NBA

Overmatched Nets lose to Thunder

OKLAHOMA CITY — On one sideline last night, coach Avery Johnson and the Nets looked at the other side and thought, “That is what we could become.”

On the other side, All-Star Kevin Durant and the Thunder looked at the Nets and thought, “That is what we were.”

Then the Thunder probably gave thanks and burned incense because those days are well in the past.

The sloppy, overmatched Nets took themselves out of it early, committing 12 of their 23 turnovers in a dreadful second quarter and the Thunder, behind 27 Durant points, coasted from there to a 114-93 victory, the Nets’ third straight defeat and 14th in 17 road games.

“That second quarter, they really turned it on on us,” Johnson said. “We were very sloppy with the basketball. . . . A combination of 12 turnovers and missing layups. We don’t have any defense for turnovers.”

And they didn’t have any defense on the last play of the first half. Devin Harris (19 points) drove and scored with 6.8 seconds on the clock. But Russell Westbrook (17 points) went coast to coast, split whatever it was that passed for a Nets defense and dunked — with :01.8 to spare. That left the Nets down, 57-46, at halftime. They trailed by 18 at the end of the third quarter. Johnson showed the play on film at halftime.

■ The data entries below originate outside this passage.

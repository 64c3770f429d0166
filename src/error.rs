//! Error taxonomy shared by the adapters, the catalog client and the
//! orchestrator.
//!
//! Adapters only ever produce [`FetchError`]. The orchestrator wraps whatever
//! it receives into a [`MappingError`] carrying the provider name, so callers
//! can tell a missing catalog entry from a missing listing from a broken site.

/// Failure talking to (or making sense of) a remote site.
#[derive(Debug, thiserror::Error)]
pub enum FetchError {
    #[error("request to {url} returned status {status}")]
    Status { url: String, status: u16 },

    #[error("request to {url} failed: {source}")]
    Transport {
        url: String,
        #[source]
        source: reqwest::Error,
    },

    #[error("could not parse response from {url}: {message}")]
    Parse { url: String, message: String },

    #[error("invalid chapter reference: {0}")]
    InvalidReference(String),
}

impl FetchError {
    pub fn parse(url: impl Into<String>, message: impl Into<String>) -> Self {
        FetchError::Parse {
            url: url.into(),
            message: message.into(),
        }
    }

    /// Upstream HTTP status, when the failure carried one.
    pub fn status(&self) -> Option<u16> {
        match self {
            FetchError::Status { status, .. } => Some(*status),
            FetchError::Transport { source, .. } => source.status().map(|s| s.as_u16()),
            _ => None,
        }
    }
}

/// Failure resolving a catalog ID into canonical metadata.
#[derive(Debug, thiserror::Error)]
pub enum CatalogError {
    #[error("catalog entry {0} not found")]
    NotFound(i64),

    #[error("catalog request failed: {0}")]
    Upstream(#[from] FetchError),
}

/// Failure selecting a listing out of a search result set.
#[derive(Debug, Clone, PartialEq, Eq, thiserror::Error)]
pub enum MatchError {
    #[error("no candidates to match against")]
    NoCandidates,
}

/// Terminal failure states of the aggregation orchestrator.
#[derive(Debug, thiserror::Error)]
pub enum MappingError {
    #[error("catalog entry {catalog_id} could not be resolved: {message}")]
    IdentityNotFound { catalog_id: i64, message: String },

    #[error("{provider}: no listing found for \"{title}\" or any alternate title")]
    NoListingFound { provider: String, title: String },

    #[error("{provider}: search returned no candidates")]
    NoCandidates { provider: String },

    #[error("{provider}: {source}")]
    Downstream {
        provider: String,
        #[source]
        source: FetchError,
    },

    #[error("catalog lookup for {catalog_id} failed: {source}")]
    Catalog {
        catalog_id: i64,
        #[source]
        source: FetchError,
    },

    #[error("unknown provider: {0}")]
    UnknownProvider(String),
}

impl MappingError {
    pub fn downstream(provider: &str, source: FetchError) -> Self {
        MappingError::Downstream {
            provider: provider.to_string(),
            source,
        }
    }

    /// Whether this error belongs to the "not found" response class.
    pub fn is_not_found(&self) -> bool {
        matches!(
            self,
            MappingError::IdentityNotFound { .. }
                | MappingError::NoListingFound { .. }
                | MappingError::UnknownProvider(_)
        )
    }
}
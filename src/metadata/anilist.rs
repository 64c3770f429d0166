use super::CatalogProvider;
use crate::error::{CatalogError, FetchError};
use crate::http_client::{EnhancedHttpClient, HttpClientConfig};
use crate::models::{CatalogMedia, CatalogTitles};
use serde_json::{json, Value};

pub const API_URL: &str = "https://graphql.anilist.co";

const MEDIA_QUERY: &str = r#"
query ($id: Int) {
    Media(id: $id, type: MANGA) {
        id
        title { romaji english native userPreferred }
        synonyms
        genres
        description(asHtml: false)
        chapters
    }
}
"#;

/// AniList GraphQL client used as the identity catalog
pub struct AniListCatalog {
    api_url: String,
    http: EnhancedHttpClient,
}

impl AniListCatalog {
    pub fn new(api_url: &str, config: HttpClientConfig) -> Result<Self, reqwest::Error> {
        Ok(Self {
            api_url: api_url.to_string(),
            http: EnhancedHttpClient::with_config(config)?,
        })
    }
}

#[async_trait::async_trait]
impl CatalogProvider for AniListCatalog {
    async fn get_info(&self, id: i64) -> Result<CatalogMedia, CatalogError> {
        let query = json!({ "query": MEDIA_QUERY, "variables": { "id": id } });
        let (status, body) = self.http.post_json(&self.api_url, &query).await?;

        // AniList answers unknown ids with 404 and an errors array
        if status == 404 {
            return Err(CatalogError::NotFound(id));
        }
        if !(200..300).contains(&status) {
            return Err(CatalogError::Upstream(FetchError::Status {
                url: self.api_url.clone(),
                status,
            }));
        }

        match body.pointer("/data/Media") {
            Some(media) if !media.is_null() => parse_media(id, media).ok_or_else(|| {
                CatalogError::Upstream(FetchError::parse(&self.api_url, "Media without a usable title"))
            }),
            _ => Err(CatalogError::NotFound(id)),
        }
    }
}

/// Build a [`CatalogMedia`] from an AniList `Media` object.
///
/// The primary title is the English title when present, then romaji, then
/// native. Alternates keep AniList's order (romaji, english, native,
/// synonyms) minus the primary and minus case-insensitive duplicates.
pub fn parse_media(id: i64, media: &Value) -> Option<CatalogMedia> {
    let title_field = |key: &str| {
        media
            .pointer(&format!("/title/{}", key))
            .and_then(|v| v.as_str())
            .map(|s| s.trim().to_string())
            .filter(|s| !s.is_empty())
    };
    let romaji = title_field("romaji");
    let english = title_field("english");
    let native = title_field("native");

    let primary = english
        .clone()
        .or_else(|| romaji.clone())
        .or_else(|| native.clone())?;

    let synonyms = media
        .get("synonyms")
        .and_then(|v| v.as_array())
        .map(|arr| {
            arr.iter()
                .filter_map(|s| s.as_str().map(|s| s.trim().to_string()))
                .collect::<Vec<_>>()
        })
        .unwrap_or_default();

    let mut alternate_names: Vec<String> = Vec::new();
    let candidates = [romaji.clone(), english.clone(), native.clone()]
        .into_iter()
        .flatten()
        .chain(synonyms);
    for name in candidates {
        if name.is_empty() || name.to_lowercase() == primary.to_lowercase() {
            continue;
        }
        if alternate_names.iter().any(|a| a.to_lowercase() == name.to_lowercase()) {
            continue;
        }
        alternate_names.push(name);
    }

    let genres = media
        .get("genres")
        .and_then(|v| v.as_array())
        .map(|arr| {
            arr.iter()
                .filter_map(|g| g.as_str().map(|s| s.to_string()))
                .collect()
        })
        .unwrap_or_default();

    Some(CatalogMedia {
        id: media.get("id").and_then(|v| v.as_i64()).unwrap_or(id),
        titles: CatalogTitles {
            primary,
            romaji,
            english,
            native,
        },
        alternate_names,
        genres,
        description: media
            .get("description")
            .and_then(|v| v.as_str())
            .map(|s| s.to_string()),
        chapters: media
            .get("chapters")
            .and_then(|v| v.as_u64())
            .map(|n| n as u32),
    })
}

#[cfg(test)]
mod tests {
    use super::*;

    #[test]
    fn test_parse_media_titles_and_alternates() {
        let media = json!({
            "id": 30013,
            "title": {
                "romaji": "ONE PIECE",
                "english": "One Piece",
                "native": "ONE PIECE"
            },
            "synonyms": ["Wan Pīsu", "One Piece", "원피스"],
            "genres": ["Action", "Adventure"],
            "description": "Gol D. Roger...",
            "chapters": null
        });
        let parsed = parse_media(30013, &media).unwrap();
        assert_eq!(parsed.titles.primary, "One Piece");
        assert_eq!(parsed.alternate_names, vec!["Wan Pīsu", "원피스"]);
        assert_eq!(parsed.genres.len(), 2);
        assert_eq!(parsed.chapters, None);
    }

    #[test]
    fn test_parse_media_falls_back_to_romaji() {
        let media = json!({
            "id": 1,
            "title": { "romaji": "Shingeki no Kyojin", "english": null, "native": "進撃の巨人" },
            "synonyms": [],
            "genres": [],
            "chapters": 141
        });
        let parsed = parse_media(1, &media).unwrap();
        assert_eq!(parsed.titles.primary, "Shingeki no Kyojin");
        assert_eq!(parsed.alternate_names, vec!["進撃の巨人"]);
        assert_eq!(parsed.chapters, Some(141));
    }

    #[test]
    fn test_parse_media_without_titles() {
        let media = json!({ "id": 1, "title": {} });
        assert!(parse_media(1, &media).is_none());
    }
}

“It just can’t happen,” Harris said. “It just ended a quarter that we weren’t very good. Start to finish, it couldn’t have ended any worse than it did.”

But there could be better times ahead. It can get worse than the .525 (125-of-238) shooting the Nets have yielded in their three-game skid. Durant admitted he sees similarities in the current Nets (9-23) and the team he joined in Seattle that won 20 games in 2007-08 and 23 the following year. Durant enjoyed 50 victories last season.

“I do,” Durant said. “The only difference is we were a lot younger. . . . But they play very hard and have a great coach in Avery Johnson. They have a lot of good pieces to be a really great team. Their record doesn’t show how good of a team they are but they’re a team that is going to be reckoned with.

“Maybe not right now, but next year or a couple years after that. I think they’re a good team.”

They weren’t last night. That second quarter set the tone. But at least they went an entire 1:53 in the third quarter before committing a turnover: charge by Brook Lopez (19 points). It was hard to see them as a team to reckon with when they repeatedly came down and passed to the wrong team.

But Durant said patience and perseverance are needed.

“You just know the tough times aren’t going to last forever,” he said. “One thing we always said was we were going to come in and work hard every day and things would start to change. And they did. We told ourselves, ‘We’ve got to care about the game’ and that’s what we did and it started to turn.”

Johnson wanted a team to rebuild from the ground up. Well, he’s got one.

“This was what I signed up for. This was a challenge I wanted,” he said. “I didn’t want to go anywhere where it was a 50-win team. I wanted to go someplace where we could build it from the ground up.

“Build through the draft, maybe a few smaller free agent type moves,” he said. “For us, sometimes the fast track is the wrong track because haste makes waste. Everybody in the NBA wants to win the championship. For us right now it’s just get back to the playoffs.”

And get through games like last night.